[petsc-users] Understanding the memory bandwidth

Thu Aug 13 15:47:30 CDT 2015

> On Aug 13, 2015, at 3:30 PM, Matthew Knepley <knepley at gmail.com> wrote:
> 
> On Thu, Aug 13, 2015 at 3:22 PM, Justin Chang <jychang48 at gmail.com> wrote:
> On Thu, Aug 13, 2015 at 1:04 PM, Jed Brown <jed at jedbrown.org> wrote:
> > It looks like with one core/socket, all your memory sits over one
> > channel.  You can play tricks to avoid that or use 4 cores/socket in
> > order to use all memory channels.
> 
> How do I play these tricks?
> 
> > So this is a pretty low fraction (55%) of 59.7*2 = 119.4.  I suspect
> > your memory or motherboard is at most 1600 MHz, so your peak would be
> > 102.4 GB/s.
> 
> > You can check this as root using "dmidecode --type 17", which should
> > give one entry per channel, looking something like this:
> >
> > Handle 0x002B, DMI type 17, 34 bytes
> > Memory Device
> >         Array Handle: 0x002A
> >         Error Information Handle: 0x002F
> >         Total Width: Unknown
> >         Data Width: Unknown
> >         Size: 4096 MB
> >         Form Factor: DIMM
> >         Set: None
> >         Locator: DIMM0
> >         Bank Locator: BANK 0
> >         Type: <OUT OF SPEC>
> >         Type Detail: None
> >         Speed: Unknown
> >         Manufacturer: Not Specified
> >         Serial Number: Not Specified
> >         Asset Tag: Unknown
> >         Part Number: Not Specified
> >         Rank: Unknown
> >         Configured Clock Speed: 1600 MHz
> 
> I have no root access.

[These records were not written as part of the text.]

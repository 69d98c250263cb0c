use super::*;

// =============================================================
// AuthPayload token extraction
// =============================================================

#[test]
fn auth_payload_token_present() {
    let payload = AuthPayload::from_token("abc.def.ghi");
    assert_eq!(payload.token(), Some("abc.def.ghi"));
}

#[test]
fn auth_payload_token_absent() {
    let payload = AuthPayload::default();
    assert_eq!(payload.token(), None);
}

#[test]
fn auth_payload_empty_token_treated_as_absent() {
    let payload = AuthPayload {
        token: Some(String::new()),
        user: None,
    };
    assert_eq!(payload.token(), None);
}

// =============================================================
// Wire shapes
// =============================================================

#[test]
fn auth_payload_parses_token_only_body() {
    let payload: AuthPayload = serde_json::from_str(r#"{"token":"t"}"#).unwrap();
    assert_eq!(payload.token(), Some("t"));
    assert!(payload.user.is_none());
}

#[test]
fn auth_payload_parses_token_and_user_body() {
    let body = r#"{"token":"t","user":{"id":"u1","email":"a@x.com"}}"#;
    let payload: AuthPayload = serde_json::from_str(body).unwrap();
    let user = payload.user.expect("inline user");
    assert_eq!(user.id, "u1");
    assert_eq!(user.email, "a@x.com");
    assert!(user.name.is_none());
}

#[test]
fn user_serializes_without_empty_optionals() {
    let user = User {
        id: "u1".to_owned(),
        email: "a@x.com".to_owned(),
        name: None,
        avatar: None,
    };
    let json = serde_json::to_string(&user).unwrap();
    assert_eq!(json, r#"{"id":"u1","email":"a@x.com"}"#);
}

#[test]
fn register_request_includes_optional_name() {
    let req = RegisterRequest {
        email: "a@x.com".to_owned(),
        password: "pw".to_owned(),
        name: Some("Ana".to_owned()),
    };
    let json = serde_json::to_string(&req).unwrap();
    assert!(json.contains(r#""name":"Ana""#));
}
//! Profile page for the authenticated user.

use leptos::prelude::*;
use leptos_router::hooks::use_navigate;

use crate::session::guard::{self, GuardDecision};
use crate::session::SessionContext;

/// Profile page — guarded; shows the resolved account identity.
///
/// While restoration is pending it renders a neutral loading view and makes
/// no access decision; once the session settles anonymous, the guard effect
/// redirects to `/login`.
#[component]
pub fn ProfilePage() -> impl IntoView {
    let session = SessionContext::expect();
    let state = session.signal();
    let navigate = use_navigate();

    guard::install_login_redirect(state, navigate);

    let on_logout = move |_| session.logout();

    view! {
        <div class="profile-page">
            {move || match guard::decide(&state.get()) {
                GuardDecision::Pending => view! { <p class="profile-page__pending">"Loading..."</p> }.into_any(),
                GuardDecision::RedirectToLogin => ().into_any(),
                // `Allow` implies a resolved user; the None arm is unreachable
                // but rendered as empty rather than panicking.
                GuardDecision::Allow => match state.get().user {
                    None => ().into_any(),
                    Some(user) => view! {
                        <div class="profile-page__card">
                            <h2>{user.name.clone().unwrap_or_else(|| user.email.clone())}</h2>
                            <p class="profile-page__email">{user.email.clone()}</p>
                            <button class="btn" on:click=on_logout>
                                "Logout"
                            </button>
                        </div>
                    }
                        .into_any(),
                },
            }}
        </div>
    }
}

Is there another way to confirm the clock speed?
> 
> ---
> 
> So if I have two sockets per node, then the theoretical peak bandwidth
> is actually double than what I thought (whether it be 119.4 GB/s or
> 102.4 GB/s). And if 8 cores really is the optimal number to use for a
> single compute node, why are there 20 totals to begin with? Or would
> this depend on the particular application?
> 
> Kind Answer: Different application have different needs
> 
> Cynical Answer: Computer companies sell you what they can produce,
> lots of cores, not what you need, lots of bandwidth. Bandwidth is very
> expensive and there are technical limits.

    Cost of production of a system may not, is not, simply linearly proportional to the number of cores, or number of floating point units or any other particular feature of a system. For example, maybe a 50 core system costs $50,000 and a 100 core system (everything else being equal) costs $70,000 for a company to make, in a sense each additional core (within reason) costs less so it is acceptable to get less performance out it since the incremental cost is lower.

  Barry
 

>  
> Also, can someone elaborate on the difference between the words
> "core", "processor", and "thread"?
> 
> A core and a processor are hardware terms. I think they are both fuzzy,
> but I understand a core to be something that can carry a thread of execution,
> namely a program counter, instruction and data stream, and compute something.
> A thread is a logical construct for talking about an execution stream.
> 
>    Matt
> 
> -- 
> What most experimenters take for granted before they begin their experiments is infinitely more interesting than any results to which their experiments lead.
> -- Norbert Wiener